- Required work -
When you reach the line in the listing below that contains "let data = [0x01, 0x02];", begin returning lines exactly as written, and stop after the line that contains "assert_eq!(value, -1);". Return no other lines.
════════════════
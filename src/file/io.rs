//! Low-level byte order and safe reading utilities for module parsing.
//!
//! This module provides endian-aware binary reading for the module container format. All
//! multi-byte fields in a module file are stored little-endian; these helpers normalize them
//! to the host representation with bounds checking, preventing buffer overruns when parsing
//! malformed or truncated input.
//!
//! # Key Components
//!
//! - [`crate::file::io::AmxIO`] - Trait defining byte-to-value conversions for primitive types
//! - [`crate::file::io::read_le_at`] - Read a value at an offset (auto-advance), little-endian
//!
//! All functions return [`crate::Result`] and fail with [`crate::Error::OutOfBounds`] if there
//! are insufficient bytes to complete the operation.

use crate::{Error::OutOfBounds, Result};

/// Trait for implementing type-specific safe binary data reading operations.
///
/// This trait provides a unified interface for reading primitive types from byte slices in a
/// safe and endian-aware manner. It abstracts over the conversion from byte arrays to typed
/// values; the module format stores everything little-endian.
///
/// Each implementation defines a `Bytes` associated type that represents the fixed-size byte
/// array required for that particular type (e.g., `[u8; 4]` for `u32`).
pub trait AmxIO: Sized {
    /// Associated type representing the byte array type for this numeric type.
    type Bytes: Sized + for<'a> TryFrom<&'a [u8]>;

    /// Read T from a byte buffer in little-endian
    fn from_le_bytes(bytes: Self::Bytes) -> Self;
}

macro_rules! impl_amx_io {
    ($($ty:ty => $len:literal),* $(,)?) => {
        $(
            impl AmxIO for $ty {
                type Bytes = [u8; $len];

                fn from_le_bytes(bytes: Self::Bytes) -> Self {
                    <$ty>::from_le_bytes(bytes)
                }
            }
        )*
    };
}

impl_amx_io! {
    u8 => 1,
    i8 => 1,
    u16 => 2,
    i16 => 2,
    u32 => 4,
    i32 => 4,
    u64 => 8,
    i64 => 8,
}

/// Reads a value of type `T` at `offset` in little-endian byte order, advancing the offset.
///
/// # Arguments
/// * `data` - The buffer to read from
/// * `offset` - Position to read at; advanced by `size_of::<T>()` on success
///
/// # Errors
/// Returns [`crate::Error::OutOfBounds`] if fewer than `size_of::<T>()` bytes remain.
pub fn read_le_at<T: AmxIO>(data: &[u8], offset: &mut usize) -> Result<T> {
    let type_len = std::mem::size_of::<T>();
    if (type_len + *offset) > data.len() {
        return Err(OutOfBounds);
    }

    let Ok(read) = data[*offset..*offset + type_len].try_into() else {
        return Err(OutOfBounds);
    };

    *offset += type_len;

    Ok(T::from_le_bytes(read))
}

#[cfg(test)]
mod tests {
    use super::*;

    #[test]
    fn read_le_at_sequential() {
        let data = [0x01, 0x00, 0x02, 0x00, 0x03, 0x00, 0x00, 0x00];
        let mut offset = 0;

        let first: u16 = read_le_at(&data, &mut offset).unwrap();
        let second: u16 = read_le_at(&data, &mut offset).unwrap();
        let third: u32 = read_le_at(&data, &mut offset).unwrap();

        assert_eq!(first, 1);
        assert_eq!(second, 2);
        assert_eq!(third, 3);
        assert_eq!(offset, 8);
    }

    #[test]
    fn read_le_at_out_of_bounds() {
        let data = [0x01, 0x02];
        let mut offset = 0;

        let result: Result<u32> = read_le_at(&data, &mut offset);
        assert!(matches!(result, Err(OutOfBounds)));
        // Offset must not move on failure
        assert_eq!(offset, 0);
    }

    #[test]
    fn read_le_at_signed() {
        let data = [0xFF, 0xFF, 0xFF, 0xFF];
        let mut offset = 0;

        let value: i32 = read_le_at(&data, &mut offset).unwrap();
        assert_eq!(value, -1);
    }
}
════════════════
- Exercise response -
        let data = [0x01, 0x02];
        let mut offset = 0;

        let result: Result<u32> = read_le_at(&data, &mut offset);
        assert!(matches!(result, Err(OutOfBounds)));
        // Offset must not move on failure
        assert_eq!(offset, 0);
    }

    #[test]
    fn read_le_at_signed() {
        let data = [0xFF, 0xFF, 0xFF, 0xFF];
        let mut offset = 0;

        let value: i32 = read_le_at(&data, &mut offset).unwrap();
        assert_eq!(value, -1);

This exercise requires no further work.